Mujer Morena
Poeta asiduo al portal
A veces me pregunto
¿qué apariencia tiene la muerte?
Será esa sombra negra y fría con guadaña
que nos pinta la imaginación ajena
o una mal armada colección de huesos,
seca hasta el desahucio que camina
sobre la tierra dejando dolor a su paso.
No sé, jamás la he visto conscientemente,
puede ser que también ella
evolucione con el mundo
y sea una dama refinada
que al amanecer enfunde su figura
en un vestido de Óscar de la Renta
y esparza en su piel aroma de Coco Chanel;
probablemente se disfrace de pordiosera
con las ropas sucias y roídas,
para entender un poco nuestras miserias
y vague por ahí como alma en pena llorando
por las vidas que destroza
otras seriamente aliviada
por la escoria de la que libera al mundo.
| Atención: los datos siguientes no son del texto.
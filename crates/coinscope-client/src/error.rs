//! 시장 데이터 요청 에러 타입.

use serde::{Deserialize, Serialize};
use thiserror::Error;

/// 시장 데이터 요청 에러.
///
/// 중복 제거된 요청의 결과를 여러 호출자가 함께 받으므로 `Clone`입니다.
#[derive(Debug, Clone, PartialEq, Eq, Error)]
pub enum FetchError {
    /// 요청 한도 초과 (HTTP 429)
    #[error("Rate limit exceeded")]
    RateLimited,

    /// 클라이언트 측 타임아웃
    #[error("Request timeout: {0}")]
    Timeout(String),

    /// 네트워크/연결 에러
    #[error("Transport error: {0}")]
    Transport(String),

    /// 429 이외의 비정상 HTTP 상태
    #[error("HTTP error {status}: {message}")]
    Http { status: u16, message: String },

    /// 200 응답이지만 비어 있거나 해석할 수 없는 페이로드
    #[error("No data: {0}")]
    NoData(String),

    /// 잘못된 호출 인자
    #[error("Invalid input: {0}")]
    InvalidInput(String),
}

/// 에러 분류.
///
/// 로그 필드와 재시도 판단에 사용합니다.
#[derive(Debug, Clone, Copy, PartialEq, Eq, Hash, Serialize, Deserialize)]
#[serde(rename_all = "snake_case")]
pub enum FailureKind {
    RateLimited,
    Timeout,
    Transport,
    Http,
    NoData,
    InvalidInput,
}

impl std::fmt::Display for FailureKind {
    fn fmt(&self, f: &mut std::fmt::Formatter<'_>) -> std::fmt::Result {
        match self {
            FailureKind::RateLimited => write!(f, "rate_limited"),
            FailureKind::Timeout => write!(f, "timeout"),
            FailureKind::Transport => write!(f, "transport"),
            FailureKind::Http => write!(f, "http"),
            FailureKind::NoData => write!(f, "no_data"),
            FailureKind::InvalidInput => write!(f, "invalid_input"),
        }
    }
}

impl FetchError {
    /// 에러 분류 반환.
    pub fn kind(&self) -> FailureKind {
        match self {
            FetchError::RateLimited => FailureKind::RateLimited,
            FetchError::Timeout(_) => FailureKind::Timeout,
            FetchError::Transport(_) => FailureKind::Transport,
            FetchError::Http { .. } => FailureKind::Http,
            FetchError::NoData(_) => FailureKind::NoData,
            FetchError::InvalidInput(_) => FailureKind::InvalidInput,
        }
    }

    /// 재시도 가능한 에러인지 확인.
    ///
    /// 429, 타임아웃, 네트워크 에러만 재시도합니다.
    pub fn is_retryable(&self) -> bool {
        matches!(
            self,
            FetchError::RateLimited | FetchError::Timeout(_) | FetchError::Transport(_)
        )
    }

    /// 호출 지점에서 만료 캐시로 대체할 수 있는 에러인지 확인.
    pub fn allows_stale_fallback(&self) -> bool {
        matches!(self, FetchError::Http { .. } | FetchError::NoData(_))
    }

    /// HTTP 상태 코드로부터 에러 생성.
    pub fn from_status(status: u16, body: &str) -> Self {
        if status == 429 {
            FetchError::RateLimited
        } else {
            let message: String = body.chars().take(200).collect();
            FetchError::Http { status, message }
        }
    }
}

impl From<reqwest::Error> for FetchError {
    fn from(err: reqwest::Error) -> Self {
        if err.is_timeout() {
            FetchError::Timeout(err.to_string())
        } else if let Some(status) = err.status() {
            FetchError::from_status(status.as_u16(), &err.to_string())
        } else {
            FetchError::Transport(err.to_string())
        }
    }
}

impl From<serde_json::Error> for FetchError {
    fn from(err: serde_json::Error) -> Self {
        FetchError::NoData(format!("invalid payload: {}", err))
    }
}

impl From<coinscope_core::CoreError> for FetchError {
    fn from(err: coinscope_core::CoreError) -> Self {
        FetchError::InvalidInput(err.to_string())
    }
}

/// 시장 데이터 요청 Result 타입.
pub type FetchResult<T> = Result<T, FetchError>;

#[cfg(test)]
mod tests {
    use super::*;

    #[test]
    fn test_retryable_classification() {
        assert!(FetchError::RateLimited.is_retryable());
        assert!(FetchError::Timeout("10s".to_string()).is_retryable());
        assert!(FetchError::Transport("reset".to_string()).is_retryable());

        assert!(!FetchError::Http { status: 500, message: String::new() }.is_retryable());
        assert!(!FetchError::Http { status: 404, message: String::new() }.is_retryable());
        assert!(!FetchError::NoData("empty".to_string()).is_retryable());
        assert!(!FetchError::InvalidInput("id".to_string()).is_retryable());
    }

    #[test]
    fn test_from_status() {
        assert_eq!(FetchError::from_status(429, "slow down"), FetchError::RateLimited);
        assert_eq!(
            FetchError::from_status(503, "unavailable"),
            FetchError::Http {
                status: 503,
                message: "unavailable".to_string()
            }
        );
    }

    #[test]
    fn test_stale_fallback_kinds() {
        assert!(FetchError::NoData("empty".to_string()).allows_stale_fallback());
        assert!(FetchError::Http { status: 500, message: String::new() }.allows_stale_fallback());
        assert!(!FetchError::RateLimited.allows_stale_fallback());
        assert!(!FetchError::InvalidInput("x".to_string()).allows_stale_fallback());
    }

    #[test]
    fn test_kind_display() {
        assert_eq!(FetchError::RateLimited.kind().to_string(), "rate_limited");
        assert_eq!(FetchError::NoData(String::new()).kind().to_string(), "no_data");
    }
}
A pesar de todas estas divagaciones,
creo que es un ser atormentado
que de vez en cuando se consuela
contemplando el atardecer
en medio de algún campo desierto;
aquellos momentos
en que la vida le da un respiro,
se sienta en silencio a esperar que salga la luna
y escucha a Mozart, Chopin o a Bach,
mientras el viento le enfría los pensamientos
y le despierta la piel.
Quiero pensar que es así,
porque sí yo estuviera en su lugar
no me perdería la oportunidad
de ver morir el día y ver de cerca el amanecer.